Reproduce exactly the lines below from the one containing "self.tiles[pos.y as usize * self.width + pos.x as usize] = tile;" through the one containing "pub fn to_text(&self)", including both, and nothing else.

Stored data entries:
———

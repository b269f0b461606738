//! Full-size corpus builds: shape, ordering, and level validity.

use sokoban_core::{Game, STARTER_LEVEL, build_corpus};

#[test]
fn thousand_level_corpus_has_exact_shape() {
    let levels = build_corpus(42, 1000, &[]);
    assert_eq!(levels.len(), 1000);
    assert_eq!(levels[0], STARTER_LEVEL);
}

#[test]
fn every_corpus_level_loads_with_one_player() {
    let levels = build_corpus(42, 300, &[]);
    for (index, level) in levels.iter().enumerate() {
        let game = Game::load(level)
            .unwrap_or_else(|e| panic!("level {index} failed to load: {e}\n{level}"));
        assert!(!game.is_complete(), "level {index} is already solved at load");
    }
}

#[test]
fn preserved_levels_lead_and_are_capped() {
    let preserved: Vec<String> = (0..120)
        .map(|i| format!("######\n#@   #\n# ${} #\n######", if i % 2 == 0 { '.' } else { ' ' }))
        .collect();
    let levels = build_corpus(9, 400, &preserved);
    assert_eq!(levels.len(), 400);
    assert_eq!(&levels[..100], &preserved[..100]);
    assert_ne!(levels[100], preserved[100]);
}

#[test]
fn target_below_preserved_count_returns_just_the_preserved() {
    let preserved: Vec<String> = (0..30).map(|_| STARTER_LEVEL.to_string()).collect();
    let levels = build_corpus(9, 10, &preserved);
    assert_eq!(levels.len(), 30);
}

———

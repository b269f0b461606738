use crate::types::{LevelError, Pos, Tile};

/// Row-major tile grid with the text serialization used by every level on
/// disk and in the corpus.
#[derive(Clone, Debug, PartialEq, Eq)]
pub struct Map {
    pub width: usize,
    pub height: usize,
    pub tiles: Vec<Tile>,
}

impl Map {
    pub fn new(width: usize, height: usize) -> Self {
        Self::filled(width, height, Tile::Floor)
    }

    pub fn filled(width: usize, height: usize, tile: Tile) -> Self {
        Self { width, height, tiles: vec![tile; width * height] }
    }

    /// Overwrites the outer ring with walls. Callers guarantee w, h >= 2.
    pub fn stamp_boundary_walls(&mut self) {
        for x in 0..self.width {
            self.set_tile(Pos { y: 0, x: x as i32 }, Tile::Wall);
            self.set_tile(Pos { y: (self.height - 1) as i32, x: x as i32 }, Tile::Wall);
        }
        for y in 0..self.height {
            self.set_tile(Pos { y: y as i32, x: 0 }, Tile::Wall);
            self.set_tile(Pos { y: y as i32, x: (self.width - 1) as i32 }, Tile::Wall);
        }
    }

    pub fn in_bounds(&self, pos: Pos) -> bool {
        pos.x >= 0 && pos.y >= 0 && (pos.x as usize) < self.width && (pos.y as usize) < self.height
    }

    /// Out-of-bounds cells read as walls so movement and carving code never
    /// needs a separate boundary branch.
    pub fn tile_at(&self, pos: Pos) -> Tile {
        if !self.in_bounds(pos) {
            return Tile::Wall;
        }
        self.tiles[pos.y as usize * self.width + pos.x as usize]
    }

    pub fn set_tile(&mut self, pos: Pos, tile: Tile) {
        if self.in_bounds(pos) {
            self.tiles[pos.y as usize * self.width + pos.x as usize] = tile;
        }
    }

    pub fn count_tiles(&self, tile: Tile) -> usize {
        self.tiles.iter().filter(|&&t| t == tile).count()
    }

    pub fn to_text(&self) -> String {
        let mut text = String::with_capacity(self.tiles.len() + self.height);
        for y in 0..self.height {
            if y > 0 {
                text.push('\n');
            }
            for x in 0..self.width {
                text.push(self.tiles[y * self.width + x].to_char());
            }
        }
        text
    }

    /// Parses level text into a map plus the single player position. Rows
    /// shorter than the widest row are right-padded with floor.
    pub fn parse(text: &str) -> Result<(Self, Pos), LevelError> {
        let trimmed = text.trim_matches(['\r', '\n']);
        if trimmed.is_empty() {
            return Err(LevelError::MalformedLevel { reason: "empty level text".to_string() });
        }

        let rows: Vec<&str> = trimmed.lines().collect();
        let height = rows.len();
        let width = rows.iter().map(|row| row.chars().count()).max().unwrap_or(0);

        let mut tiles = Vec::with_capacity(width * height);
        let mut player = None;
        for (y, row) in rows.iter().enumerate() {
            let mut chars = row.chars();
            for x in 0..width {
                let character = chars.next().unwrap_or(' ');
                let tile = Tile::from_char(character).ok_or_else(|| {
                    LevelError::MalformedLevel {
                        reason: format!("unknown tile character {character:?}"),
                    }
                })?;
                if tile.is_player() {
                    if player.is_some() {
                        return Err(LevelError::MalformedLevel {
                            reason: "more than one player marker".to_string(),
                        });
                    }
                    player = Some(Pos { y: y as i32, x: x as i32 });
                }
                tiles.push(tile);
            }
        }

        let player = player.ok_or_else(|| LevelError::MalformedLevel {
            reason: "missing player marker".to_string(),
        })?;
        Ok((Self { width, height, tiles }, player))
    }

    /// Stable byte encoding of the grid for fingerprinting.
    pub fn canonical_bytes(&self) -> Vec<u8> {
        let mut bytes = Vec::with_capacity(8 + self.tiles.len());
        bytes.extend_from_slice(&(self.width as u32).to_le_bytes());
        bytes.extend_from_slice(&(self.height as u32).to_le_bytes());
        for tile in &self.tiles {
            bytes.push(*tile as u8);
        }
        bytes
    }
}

———

Output ::
            self.tiles[pos.y as usize * self.width + pos.x as usize] = tile;
        }
    }

    pub fn count_tiles(&self, tile: Tile) -> usize {
        self.tiles.iter().filter(|&&t| t == tile).count()
    }

    pub fn to_text(&self) -> String {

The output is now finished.